Emily Blunt continues to impress with her role choices – she'll play the lovely leading lady in romantic comedies, but is also convincing in grittier parts such as Sicario or 2014's Edge of Tomorrow (reviewed here). Brolin's work is quite interesting – despite his position, Matt Graver dresses casually, for instance, wearing loafers without socks and kicking them off in a conference room. He swaggers with the laidback informality of someone used to calling the shots and knowing he can get his way. As Alejandro, Benicio del Toro is good as always, in this case as a cool cat but also haunted man, capable of ruthless action, but also protective of Kate. (Supposedly, Alejandro will appear in a sequel or prequel, and indeed, an entire other movie could be made based on the eventual backstory we learn.)
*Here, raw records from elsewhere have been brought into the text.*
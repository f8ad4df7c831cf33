//! Source scrapers that turn fetched documents into intermediate records.
//!
//! Each scraper works in two phases:
//!
//! 1. **Fetching**: request one or more documents through a
//!    [`SourceFetcher`](crate::fetcher::SourceFetcher)
//! 2. **Parsing**: pull structured fields out of the bodies
//!
//! # Supported Sources
//!
//! | Source | Module | Method | Output |
//! |--------|--------|--------|--------|
//! | CSDN blog | [`csdn`] | HTML scraping with selector fallbacks | `ExtractedArticle` |
//! | GitHub | [`github`] | REST API, five concurrent sub-fetches | `RepositorySnapshot` |
//!
//! # Common Patterns
//!
//! - HTML fields are located through ordered [`strategy::FieldChain`]s, so a
//!   layout change only needs a new fallback selector
//! - Missing optional fields fall back to defaults instead of failing the item
//! - GitHub sub-fetch failures are collected as warnings, never raised

pub mod csdn;
pub mod github;
pub mod strategy;
//! Storage of canonical records.
//!
//! The sync pipeline only needs three operations from storage, captured by
//! [`CatalogStore`]. Two implementations ship with the crate:
//!
//! | Store | Backing | Used by |
//! |-------|---------|---------|
//! | [`MemoryStore`] | in-process `Vec` | tests, dry runs |
//! | [`JsonFileStore`] | one JSON file, rewritten on every write | the CLI |
//!
//! Natural keys are unique per collection; inserting a second record with
//! the same key is a [`StorageError::KeyConflict`], which keeps the catalog
//! consistent even when two in-flight items race for the same key.

use crate::error::StorageError;
use crate::models::{CanonicalRecord, Collection, RecordId};
use serde::{Deserialize, Serialize};
use std::path::{Path, PathBuf};
use tokio::fs;
use tracing::{debug, info, instrument};

/// A record together with the id storage assigned to it.
#[derive(Debug, Clone, PartialEq, Serialize, Deserialize)]
pub struct StoredRecord {
    pub id: RecordId,
    pub record: CanonicalRecord,
}

/// The "save/find canonical record" interface consumed by the orchestrator.
pub trait CatalogStore {
    async fn find_by_natural_key(
        &self,
        collection: Collection,
        natural_key: &str,
    ) -> Result<Option<StoredRecord>, StorageError>;

    async fn insert(&self, record: CanonicalRecord) -> Result<RecordId, StorageError>;

    async fn update(&self, id: RecordId, record: CanonicalRecord) -> Result<(), StorageError>;
}

impl<T: CatalogStore> CatalogStore for &T {
    async fn find_by_natural_key(
        &self,
        collection: Collection,
        natural_key: &str,
    ) -> Result<Option<StoredRecord>, StorageError> {
        (**self).find_by_natural_key(collection, natural_key).await
    }

    async fn insert(&self, record: CanonicalRecord) -> Result<RecordId, StorageError> {
        (**self).insert(record).await
    }

    async fn update(&self, id: RecordId, record: CanonicalRecord) -> Result<(), StorageError> {
        (**self).update(id, record).await
    }
}

/// In-memory catalog contents, shared by both stores.
#[derive(Debug, Default, Serialize, Deserialize)]
#[serde(rename_all = "camelCase")]
struct Catalog {
    next_id: u64,
    records: Vec<StoredRecord>,
}

impl Catalog {
    fn find(&self, collection: Collection, natural_key: &str) -> Option<&StoredRecord> {
        self.records.iter().find(|stored| {
            stored.record.collection() == collection && stored.record.natural_key() == natural_key
        })
    }

    fn insert(&mut self, record: CanonicalRecord) -> Result<RecordId, StorageError> {
        if self.find(record.collection(), record.natural_key()).is_some() {
            return Err(StorageError::KeyConflict {
                collection: record.collection(),
                natural_key: record.natural_key().to_string(),
            });
        }
        self.next_id += 1;
        let id = RecordId(self.next_id);
        self.records.push(StoredRecord { id, record });
        Ok(id)
    }

    fn update(&mut self, id: RecordId, record: CanonicalRecord) -> Result<(), StorageError> {
        if let Some(other) = self.find(record.collection(), record.natural_key())
            && other.id != id
        {
            return Err(StorageError::KeyConflict {
                collection: record.collection(),
                natural_key: record.natural_key().to_string(),
            });
        }
        let stored = self
            .records
            .iter_mut()
            .find(|stored| stored.id == id)
            .ok_or(StorageError::NotFound(id))?;
        stored.record = record;
        Ok(())
    }
}

#[derive(Debug, Default)]
pub struct MemoryStore {
    catalog: std::sync::Mutex<Catalog>,
}

impl MemoryStore {
    pub fn new() -> Self {
        Self::default()
    }

    /// Every stored record, in insertion order.
    pub fn records(&self) -> Vec<StoredRecord> {
        self.lock().records.clone()
    }

    pub fn len(&self) -> usize {
        self.lock().records.len()
    }

    fn lock(&self) -> std::sync::MutexGuard<'_, Catalog> {
        // A panic while holding the lock cannot leave the Vec half-written.
        self.catalog.lock().unwrap_or_else(|poisoned| poisoned.into_inner())
    }
}

impl CatalogStore for MemoryStore {
    async fn find_by_natural_key(
        &self,
        collection: Collection,
        natural_key: &str,
    ) -> Result<Option<StoredRecord>, StorageError> {
        Ok(self.lock().find(collection, natural_key).cloned())
    }

    async fn insert(&self, record: CanonicalRecord) -> Result<RecordId, StorageError> {
        self.lock().insert(record)
    }

    async fn update(&self, id: RecordId, record: CanonicalRecord) -> Result<(), StorageError> {
        self.lock().update(id, record)
    }
}

/// Whole catalog in one pretty-printed JSON file.
///
/// Every write serializes the full catalog to `<path>.tmp` and renames it
/// over `<path>`, so a crash mid-write leaves the previous file intact.
#[derive(Debug)]
pub struct JsonFileStore {
    path: PathBuf,
    catalog: tokio::sync::Mutex<Catalog>,
}

impl JsonFileStore {
    /// Load the catalog at `path`, or start empty when the file does not exist.
    #[instrument(level = "info", skip_all, fields(path = %path.as_ref().display()))]
    pub async fn open(path: impl AsRef<Path>) -> Result<Self, StorageError> {
        let path = path.as_ref().to_path_buf();
        let catalog = match fs::read_to_string(&path).await {
            Ok(text) => serde_json::from_str::<Catalog>(&text)?,
            Err(e) if e.kind() == std::io::ErrorKind::NotFound => {
                info!("No catalog file yet; starting empty");
                Catalog::default()
            }
            Err(e) => return Err(e.into()),
        };
        info!(records = catalog.records.len(), "Opened catalog");
        Ok(Self {
            path,
            catalog: tokio::sync::Mutex::new(catalog),
        })
    }

    pub fn path(&self) -> &Path {
        &self.path
    }

    async fn persist(&self, catalog: &Catalog) -> Result<(), StorageError> {
        if let Some(parent) = self.path.parent().filter(|p| !p.as_os_str().is_empty()) {
            fs::create_dir_all(parent).await?;
        }
        let json = serde_json::to_string_pretty(catalog)?;
        let mut tmp = self.path.clone().into_os_string();
        tmp.push(".tmp");
        fs::write(&tmp, json).await?;
        fs::rename(&tmp, &self.path).await?;
        debug!(path = %self.path.display(), records = catalog.records.len(), "Wrote catalog");
        Ok(())
    }
}

impl CatalogStore for JsonFileStore {
    async fn find_by_natural_key(
        &self,
        collection: Collection,
        natural_key: &str,
    ) -> Result<Option<StoredRecord>, StorageError> {
        Ok(self.catalog.lock().await.find(collection, natural_key).cloned())
    }

    async fn insert(&self, record: CanonicalRecord) -> Result<RecordId, StorageError> {
        let mut catalog = self.catalog.lock().await;
        let id = catalog.insert(record)?;
        self.persist(&catalog).await?;
        Ok(id)
    }

    async fn update(&self, id: RecordId, record: CanonicalRecord) -> Result<(), StorageError> {
        let mut catalog = self.catalog.lock().await;
        catalog.update(id, record)?;
        self.persist(&catalog).await
    }
}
Unfortunately, some late storytelling choice significantly alter the film – the filmmakers change our point-of-view character, which makes the final half-hour or so interesting but also unmoored narratively and morally. (Sicario also somewhat chickens out from fully committing to this move – the camera doesn't show the full impact of certain evil acts.) These narrative choices are deliberate and unconventional, but I also found them problematic – the story itself doesn't need to be satisfying, but the storytelling should. (It feels as if the filmmakers thought this direction would be cool but didn't fully consider all the ramifications.) Some of Sicario's characters aren't merely dealing with grey, moral ambiguity or working in the shadows; they've gone completely over to the dark side. It's potentially fascinating subject matter, but especially if there's at least one more film in the works, I'm left wondering about the narrative point of entry and perspective choices. (French-Canadian director Denis Villeneuve also directed 2011's Incendies, the 16th film reviewed here.)